Requirement:
Your task is to output every record exactly as it is given.

Dataset entries:
■ ■ ■

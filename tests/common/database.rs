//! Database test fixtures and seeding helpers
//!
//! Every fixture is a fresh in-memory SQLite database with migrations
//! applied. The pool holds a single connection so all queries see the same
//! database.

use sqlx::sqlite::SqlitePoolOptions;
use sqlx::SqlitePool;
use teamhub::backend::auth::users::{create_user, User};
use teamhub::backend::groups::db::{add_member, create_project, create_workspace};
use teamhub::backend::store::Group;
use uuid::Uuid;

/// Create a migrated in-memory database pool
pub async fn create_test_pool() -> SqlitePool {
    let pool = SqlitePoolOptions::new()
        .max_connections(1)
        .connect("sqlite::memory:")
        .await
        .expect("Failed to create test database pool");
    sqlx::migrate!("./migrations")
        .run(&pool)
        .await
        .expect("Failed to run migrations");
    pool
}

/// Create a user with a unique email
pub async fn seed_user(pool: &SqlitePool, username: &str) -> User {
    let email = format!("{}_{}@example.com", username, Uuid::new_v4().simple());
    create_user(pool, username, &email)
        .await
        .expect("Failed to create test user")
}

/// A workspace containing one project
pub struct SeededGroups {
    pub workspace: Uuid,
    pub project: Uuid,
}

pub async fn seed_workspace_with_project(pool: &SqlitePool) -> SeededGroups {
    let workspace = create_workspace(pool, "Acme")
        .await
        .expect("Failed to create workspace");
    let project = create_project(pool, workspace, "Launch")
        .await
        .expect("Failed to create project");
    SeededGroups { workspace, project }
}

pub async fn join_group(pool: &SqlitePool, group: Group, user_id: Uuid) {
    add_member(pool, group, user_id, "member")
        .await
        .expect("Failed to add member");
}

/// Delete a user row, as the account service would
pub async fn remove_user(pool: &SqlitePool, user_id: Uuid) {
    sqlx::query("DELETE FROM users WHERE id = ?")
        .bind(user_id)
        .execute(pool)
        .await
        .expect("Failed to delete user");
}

■ ■ ■

Solution for this exercise:
filename tests/common/database.rs
//! Database test fixtures and seeding helpers
//!
//! Every fixture is a fresh in-memory SQLite database with migrations
//! applied. The pool holds a single connection so all queries see the same
//! database.

use sqlx::sqlite::SqlitePoolOptions;
use sqlx::SqlitePool;
use teamhub::backend::auth::users::{create_user, User};
use teamhub::backend::groups::db::{add_member, create_project, create_workspace};
use teamhub::backend::store::Group;
use uuid::Uuid;

/// Create a migrated in-memory database pool
pub async fn create_test_pool() -> SqlitePool {
    let pool = SqlitePoolOptions::new()
        .max_connections(1)
        .connect("sqlite::memory:")
        .await
        .expect("Failed to create test database pool");
    sqlx::migrate!("./migrations")
        .run(&pool)
        .await
        .expect("Failed to run migrations");
    pool
}

/// Create a user with a unique email
pub async fn seed_user(pool: &SqlitePool, username: &str) -> User {
    let email = format!("{}_{}@example.com", username, Uuid::new_v4().simple());
    create_user(pool, username, &email)
        .await
        .expect("Failed to create test user")
}

/// A workspace containing one project
pub struct SeededGroups {
    pub workspace: Uuid,
    pub project: Uuid,
}

pub async fn seed_workspace_with_project(pool: &SqlitePool) -> SeededGroups {
    let workspace = create_workspace(pool, "Acme")
        .await
        .expect("Failed to create workspace");
    let project = create_project(pool, workspace, "Launch")
        .await
        .expect("Failed to create project");
    SeededGroups { workspace, project }
}

pub async fn join_group(pool: &SqlitePool, group: Group, user_id: Uuid) {
    add_member(pool, group, user_id, "member")
        .await
        .expect("Failed to add member");
}

/// Delete a user row, as the account service would
pub async fn remove_user(pool: &SqlitePool, user_id: Uuid) {
    sqlx::query("DELETE FROM users WHERE id = ?")
        .bind(user_id)
        .execute(pool)
        .await
        .expect("Failed to delete user");
}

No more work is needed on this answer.